This aircraft was part of the third flight flying as wingman for Captain Norbert C. Ruff. Inbound to the target, one P-38 in this flight aborted the mission and returned to base. This was Strommen's second combat mission and he had only been in the combat zone for fifteen days.

Arriving over Wewak at an altitude of 20'000', the P-38s spotted enemy fighters flying low in various sectors with the largest number over the sea between 10,000' to 16,000'. The P-38s released their drop tanks and dove to intercept. During this run, Strommen fired several shot bursts at one fighter that performed a split S'ed and observed no hits. After this attack he lost his flight leader and pulled up to gain altitude and joined another formation of three P-38s and made another pass at enemy fighters and again observed no hits before it split S'ed.

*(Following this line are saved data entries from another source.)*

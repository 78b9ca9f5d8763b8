//! Route classification and role checks applied by the auth gate.
//!
//! Paths are compared segment by segment, so `//admin//users` classifies
//! exactly like `/admin/users` whether or not the router merged the slashes.

use std::borrow::Cow;

use super::tokens::Claims;
use super::user::Role;

/// Where unauthenticated requests are sent.
pub const LOGIN_PATH: &str = "/login";
/// Where authenticated but unauthorised requests are sent.
pub const UNAUTHORIZED_PATH: &str = "/unauthorized";

/// Exact paths reachable without a session.
const PUBLIC_PATHS: [&str; 7] = [
    LOGIN_PATH,
    "/register",
    UNAUTHORIZED_PATH,
    "/forgot-password",
    "/phone-verification",
    "/docs",
    "/metrics",
];

/// Path prefixes reachable without a session.
const PUBLIC_PREFIXES: [&str; 4] = ["/health/", "/api/v1/auth/", "/api-docs/", "/docs/"];

/// First segments that belong to the application rather than an organisation.
const APP_SEGMENTS: [&str; 8] = [
    "admin",
    "api",
    "dashboard",
    "profile",
    "settings",
    "onboarding",
    "static",
    "favicon.ico",
];

/// Leading segments of organisation-scoped API routes.
const API_ORGANIZATIONS: [&str; 3] = ["api", "v1", "organizations"];

/// Terminal states of the gate.
#[derive(Debug, Clone, Copy, PartialEq, Eq)]
pub enum GateDecision {
    /// The request continues to its handler.
    Allowed,
    /// No valid session; send the client to [`LOGIN_PATH`].
    RedirectLogin,
    /// Logged in but not permitted; send the client to [`UNAUTHORIZED_PATH`].
    RedirectUnauthorized,
}

impl GateDecision {
    /// Redirect target, when the decision is a redirect.
    pub fn location(self) -> Option<&'static str> {
        match self {
            Self::Allowed => None,
            Self::RedirectLogin => Some(LOGIN_PATH),
            Self::RedirectUnauthorized => Some(UNAUTHORIZED_PATH),
        }
    }
}

/// Whether `path` bypasses the gate.
///
/// # Examples
/// ```
/// use gateway::domain::access::is_public_path;
///
/// assert!(is_public_path("/login"));
/// assert!(is_public_path("/api/v1/auth/login"));
/// assert!(!is_public_path("/org-1/patients"));
/// ```
pub fn is_public_path(path: &str) -> bool {
    let path = collapse_slashes(path);
    let trimmed = match path.trim_end_matches('/') {
        "" => "/",
        other => other,
    };
    PUBLIC_PATHS.contains(&trimmed) || PUBLIC_PREFIXES.iter().any(|prefix| path.starts_with(prefix))
}

/// Whether `path` is `/admin` or below it.
pub fn is_admin_path(path: &str) -> bool {
    segments(path).next() == Some("admin")
}

/// Organisation identifier a path is scoped to, if any.
///
/// Both page routes (`/{organizationId}/...`) and API routes
/// (`/api/v1/organizations/{organizationId}/...`) are recognised.
pub fn organization_segment(path: &str) -> Option<&str> {
    let mut parts = segments(path);
    let first = parts.next()?;
    if first == API_ORGANIZATIONS[0] {
        let scoped = parts
            .by_ref()
            .take(2)
            .eq(API_ORGANIZATIONS[1..].iter().copied());
        return if scoped { parts.next() } else { None };
    }
    (!APP_SEGMENTS.contains(&first)).then_some(first)
}

fn segments(path: &str) -> impl Iterator<Item = &str> {
    path.split('/').filter(|segment| !segment.is_empty())
}

fn collapse_slashes(path: &str) -> Cow<'_, str> {
    if !path.contains("//") {
        return Cow::Borrowed(path);
    }
    let mut collapsed = String::with_capacity(path.len());
    for segment in segments(path) {
        collapsed.push('/');
        collapsed.push_str(segment);
    }
    if collapsed.is_empty() || path.ends_with('/') {
        collapsed.push('/');
    }
    Cow::Owned(collapsed)
}

/// Role check for an authenticated request.
///
/// Admin routes need `is_admin`. Owners may only enter their own
/// organisation's routes.
pub fn authorize(path: &str, claims: &Claims) -> GateDecision {
    if is_admin_path(path) && !claims.is_admin {
        return GateDecision::RedirectUnauthorized;
    }
    if claims.role == Role::Owner && !claims.is_admin {
        if let Some(segment) = organization_segment(path) {
            if claims.organization_uid.as_deref() != Some(segment) {
                return GateDecision::RedirectUnauthorized;
            }
        }
    }
    GateDecision::Allowed
}

#[cfg(test)]
mod tests {
    //! Regression coverage for this module.
    use super::*;
    use rstest::rstest;

    fn claims(role: Role, is_admin: bool, org: Option<&str>) -> Claims {
        Claims {
            user_id: "1".to_owned(),
            is_admin,
            organization_uid: org.map(str::to_owned),
            role,
            exp: u64::MAX,
        }
    }

    #[rstest]
    #[case("/login", true)]
    #[case("/login/", true)]
    #[case("/register", true)]
    #[case("/unauthorized", true)]
    #[case("/health/ready", true)]
    #[case("/api/v1/auth/me", true)]
    #[case("/api-docs/openapi.json", true)]
    #[case("/", false)]
    #[case("/loginx", false)]
    #[case("/admin", false)]
    #[case("/org-1/patients", false)]
    #[case("//login", true)]
    #[case("/api/v1//auth/me", true)]
    #[case("//", false)]
    #[case("//org-1//patients", false)]
    fn public_paths(#[case] path: &str, #[case] public: bool) {
        assert_eq!(is_public_path(path), public);
    }

    #[rstest]
    #[case("/org-1", Some("org-1"))]
    #[case("/org-1/patients/4", Some("org-1"))]
    #[case("/api/v1/organizations/org-2/patients", Some("org-2"))]
    #[case("/api/v1/organizations", None)]
    #[case("/dashboard", None)]
    #[case("/admin/users", None)]
    #[case("/", None)]
    #[case("//org-1//patients", Some("org-1"))]
    #[case("/api//v1/organizations//org-3/", Some("org-3"))]
    #[case("/api/v2/organizations/org-3", None)]
    #[case("//admin/users", None)]
    fn organisation_segments(#[case] path: &str, #[case] expected: Option<&str>) {
        assert_eq!(organization_segment(path), expected);
    }

    #[rstest]
    #[case("/admin", false, GateDecision::RedirectUnauthorized)]
    #[case("/admin/organizations", false, GateDecision::RedirectUnauthorized)]
    #[case("/admin/organizations", true, GateDecision::Allowed)]
    #[case("/administrator", false, GateDecision::Allowed)]
    #[case("//admin/organizations", false, GateDecision::RedirectUnauthorized)]
    #[case("/admin//", false, GateDecision::RedirectUnauthorized)]
    #[case("///admin", true, GateDecision::Allowed)]
    fn admin_routes_need_admin(
        #[case] path: &str,
        #[case] is_admin: bool,
        #[case] expected: GateDecision,
    ) {
        let claims = claims(Role::Staff, is_admin, None);
        assert_eq!(authorize(path, &claims), expected);
    }

    #[rstest]
    #[case("/org-1/patients", GateDecision::Allowed)]
    #[case("/org-2/patients", GateDecision::RedirectUnauthorized)]
    #[case("/api/v1/organizations/org-2/medicines", GateDecision::RedirectUnauthorized)]
    #[case("/dashboard", GateDecision::Allowed)]
    #[case("//org-2//patients", GateDecision::RedirectUnauthorized)]
    #[case("/api//v1//organizations/org-2", GateDecision::RedirectUnauthorized)]
    fn owners_stay_in_their_organisation(#[case] path: &str, #[case] expected: GateDecision) {
        let claims = claims(Role::Owner, false, Some("org-1"));
        assert_eq!(authorize(path, &claims), expected);
    }

    #[test]
    fn doctors_are_not_scoped_by_the_gate() {
        let claims = claims(Role::Doctor, false, Some("org-1"));
        assert_eq!(authorize("/org-2/appointments", &claims), GateDecision::Allowed);
    }

    #[test]
    fn decisions_expose_locations() {
        assert_eq!(GateDecision::Allowed.location(), None);
        assert_eq!(GateDecision::RedirectLogin.location(), Some("/login"));
        assert_eq!(
            GateDecision::RedirectUnauthorized.location(),
            Some("/unauthorized")
        );
    }
}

Again, Strommen became separated and continued to made two firing passes on enemy fighters on his own. Likely, he was opening fire too soon and his tracers were observed by the enemy fighters allowing them to take evasive action. During his next solo pass, he believed he scored hits but at the same time heard the sound of "as of ripping paper" and saw bullets hitting his wing and engine nacelle causing the engine to fail and saw an "Zeke" [sic Ki-43 Oscar] behind pulling straight up. Running low on fuel and damaged, he pulled up and escaped. Over the radio, he called twice for an escort home but got no response, possibly due to radio chatter from other pilots engaged in combat.

Alone, he headed of 180° southward then flew on a course of 160° to reach the southern coast of New Guinea as quickly as possible and encountered several layers of clouds with about 90% cloud coverage and began to descend to 600' until he was able to fly below the overcast. Although he could see offshore islands to the left and the sea to the right and flew inland searching for any landmarks and climbed to 12,000 to avoid hills and clouds.

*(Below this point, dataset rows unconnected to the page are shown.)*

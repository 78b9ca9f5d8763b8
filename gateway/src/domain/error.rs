//! Domain-level error types.
//!
//! These errors are transport agnostic. Inbound adapters map them to HTTP
//! responses; the auth gate maps them to redirects.

use serde::{Deserialize, Serialize};
use serde_json::{Value, json};

use super::forms::ValidationError;
use super::trace_id::TraceId;

/// Stable machine-readable error code describing the failure category.
#[derive(Debug, Clone, Copy, PartialEq, Eq, Hash, Serialize, Deserialize)]
#[non_exhaustive]
#[serde(rename_all = "snake_case")]
pub enum ErrorCode {
    /// The request is malformed or fails validation.
    InvalidRequest,
    /// Authentication failed or is missing.
    Unauthorized,
    /// Authenticated but not permitted to perform this action.
    Forbidden,
    /// The requested resource does not exist.
    NotFound,
    /// The upstream practice backend could not be reached.
    ServiceUnavailable,
    /// An unexpected error occurred inside the gateway.
    InternalError,
}

/// Generic message shown whenever the backend cannot be reached.
pub const GENERIC_FAILURE_MESSAGE: &str = "Something went wrong. Please try again.";

/// API error response payload.
///
/// ## Invariants
/// - `message` must be non-empty once trimmed of whitespace.
/// - `trace_id`, when present, must be non-empty.
///
/// # Examples
/// ```
/// use gateway::domain::{Error, ErrorCode};
///
/// let err = Error::new(ErrorCode::NotFound, "missing");
/// assert_eq!(err.code(), ErrorCode::NotFound);
/// ```
#[derive(Debug, Clone, PartialEq, Serialize, Deserialize)]
#[serde(rename_all = "camelCase")]
#[serde(deny_unknown_fields)]
#[serde(try_from = "ErrorDto", into = "ErrorDto")]
pub struct Error {
    code: ErrorCode,
    message: String,
    trace_id: Option<String>,
    details: Option<Value>,
}

/// Validation errors emitted by the constructors.
#[derive(Debug, Clone, PartialEq, Eq, thiserror::Error)]
pub enum ErrorValidationError {
    /// The message was blank.
    #[error("error message must not be empty")]
    EmptyMessage,
    /// The trace identifier was blank.
    #[error("trace identifier must not be empty")]
    EmptyTraceId,
}

impl Error {
    /// Create a new error, panicking if validation fails.
    ///
    /// Captures the current trace identifier if one is in scope so the error
    /// payload is correlated automatically.
    ///
    /// # Panics
    /// Panics when `message` is blank.
    pub fn new(code: ErrorCode, message: impl Into<String>) -> Self {
        match Self::try_new(code, message) {
            Ok(value) => value,
            Err(err) => panic!("error messages must satisfy validation: {err}"),
        }
    }

    /// Fallible constructor that validates the message content.
    pub fn try_new(code: ErrorCode, message: impl Into<String>) -> Result<Self, ErrorValidationError> {
        let message = message.into();
        if message.trim().is_empty() {
            return Err(ErrorValidationError::EmptyMessage);
        }
        Ok(Self {
            code,
            message,
            trace_id: TraceId::current().map(|id| id.to_string()),
            details: None,
        })
    }

    /// Stable machine-readable error code.
    pub fn code(&self) -> ErrorCode {
        self.code
    }

    /// Human-readable message returned to adapters.
    pub fn message(&self) -> &str {
        self.message.as_str()
    }

    /// Correlation identifier, if one was captured.
    pub fn trace_id(&self) -> Option<&str> {
        self.trace_id.as_deref()
    }

    /// Supplementary error details for adapters.
    pub fn details(&self) -> Option<&Value> {
        self.details.as_ref()
    }

    /// Attach a trace identifier to the error.
    ///
    /// # Panics
    /// Panics when `id` is blank.
    pub fn with_trace_id(self, id: impl Into<String>) -> Self {
        match self.try_with_trace_id(id) {
            Ok(value) => value,
            Err(err) => panic!("trace identifiers must satisfy validation: {err}"),
        }
    }

    /// Fallible variant of [`Error::with_trace_id`].
    pub fn try_with_trace_id(mut self, id: impl Into<String>) -> Result<Self, ErrorValidationError> {
        let id = id.into();
        if id.trim().is_empty() {
            return Err(ErrorValidationError::EmptyTraceId);
        }
        self.trace_id = Some(id);
        Ok(self)
    }

    /// Attach structured details to the error.
    ///
    /// # Examples
    /// ```
    /// use gateway::domain::Error;
    /// use serde_json::json;
    ///
    /// let err = Error::invalid_request("bad").with_details(json!({ "field": "name" }));
    /// assert!(err.details().is_some());
    /// ```
    pub fn with_details(mut self, details: Value) -> Self {
        self.details = Some(details);
        self
    }

    /// Build an [`ErrorCode::InvalidRequest`] carrying per-field messages.
    ///
    /// The details object has the shape
    /// `{"fieldErrors": {"phone": ["Invalid phone number."]}}`.
    pub fn field_errors(message: impl Into<String>, errors: &[ValidationError]) -> Self {
        let fields: serde_json::Map<String, Value> = errors
            .iter()
            .map(|error| (error.field.clone(), json!(error.messages)))
            .collect();
        Self::invalid_request(message).with_details(json!({ "fieldErrors": fields }))
    }

    /// Convenience constructor for [`ErrorCode::InvalidRequest`].
    pub fn invalid_request(message: impl Into<String>) -> Self {
        Self::new(ErrorCode::InvalidRequest, message)
    }

    /// Convenience constructor for [`ErrorCode::Unauthorized`].
    pub fn unauthorized(message: impl Into<String>) -> Self {
        Self::new(ErrorCode::Unauthorized, message)
    }

    /// Convenience constructor for [`ErrorCode::Forbidden`].
    pub fn forbidden(message: impl Into<String>) -> Self {
        Self::new(ErrorCode::Forbidden, message)
    }

    /// Convenience constructor for [`ErrorCode::NotFound`].
    pub fn not_found(message: impl Into<String>) -> Self {
        Self::new(ErrorCode::NotFound, message)
    }

    /// Convenience constructor for [`ErrorCode::ServiceUnavailable`].
    pub fn service_unavailable(message: impl Into<String>) -> Self {
        Self::new(ErrorCode::ServiceUnavailable, message)
    }

    /// Convenience constructor for [`ErrorCode::InternalError`].
    pub fn internal(message: impl Into<String>) -> Self {
        Self::new(ErrorCode::InternalError, message)
    }
}

impl std::fmt::Display for Error {
    fn fmt(&self, f: &mut std::fmt::Formatter<'_>) -> std::fmt::Result {
        write!(f, "{}", self.message)
    }
}

impl std::error::Error for Error {}

#[derive(Debug, Clone, Serialize, Deserialize)]
#[serde(rename_all = "camelCase")]
struct ErrorDto {
    code: ErrorCode,
    message: String,
    #[serde(skip_serializing_if = "Option::is_none")]
    #[serde(alias = "trace_id")]
    trace_id: Option<String>,
    #[serde(skip_serializing_if = "Option::is_none")]
    details: Option<Value>,
}

impl From<Error> for ErrorDto {
    fn from(value: Error) -> Self {
        Self {
            code: value.code,
            message: value.message,
            trace_id: value.trace_id,
            details: value.details,
        }
    }
}

impl TryFrom<ErrorDto> for Error {
    type Error = ErrorValidationError;

    fn try_from(value: ErrorDto) -> Result<Self, Self::Error> {
        let ErrorDto {
            code,
            message,
            trace_id,
            details,
        } = value;

        let mut error = Error::try_new(code, message)?;
        error.trace_id = None;
        if let Some(id) = trace_id {
            error = error.try_with_trace_id(id)?;
        }
        error.details = details;
        Ok(error)
    }
}

#[cfg(test)]
mod tests;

Lost, he called for a vector from "Madam" to base but radio reception was poor and full of radio chatter from others. Waiting for a reply, he circled for 30 minutes waiting a, then flew on a course of 129° until he ran out of gas and began a gentle glide at an altitude of 5,000' when he bailed out over the interior of New Guinea at roughly 1:15pm. While descending, he saw his P-38 continue to glide then crashed into the bush and never saw it again.

Fate of the Pilot
Strommen landed in tree suspended off the ground and took about 30 minutes to cut himself free from the harness using his knife and immediately began walking on a course of 135° using his compass and the machete from his jungle survival kit. He walked for two hours to get away form the area he landed, believing he might have landed in enemy territory.

The first day, he observed four native people in a canoe and attempted to signal them but they turned around and departed. The area where he landed was swamp lands and he was in knee deep water for seven days. During that time, he swam across several rivers and lived off only D-rations. During his trek, he found several native gardens where he built fires and one night slept in an abandoned shelter. Mosquitoes were unbearable and his hands and legs became covered in sores and lacerations.

On September 22, 1943 five days after bailing out, Strommen found a walking track and followed it to a native village and asked for the chief and was given bananas and coconuts, washed and given clean clothing and spent the night in a douba men's house. On September 23, 1943 they transported him via canoe to Romilly Sawmill near Port Romilly where six Australians from Australia New Guinea Administration Unit (ANGAU) were stationed that relayed a message to the nearest wireless station about his presence. For three days, he rested at the sawmill until a launch arrived on September 28, 1942 and transported him to Kikori. On September 29, 1943 a Catalina landed at Kikori and flew him back to Port Moresby.

This P-38 crashed near Baimuru (Ibiko) in Gulf Province. The tail boom has traces of a tail letter (letter unknown). The 80th Fighter Squadron used letters the tails of aircraft.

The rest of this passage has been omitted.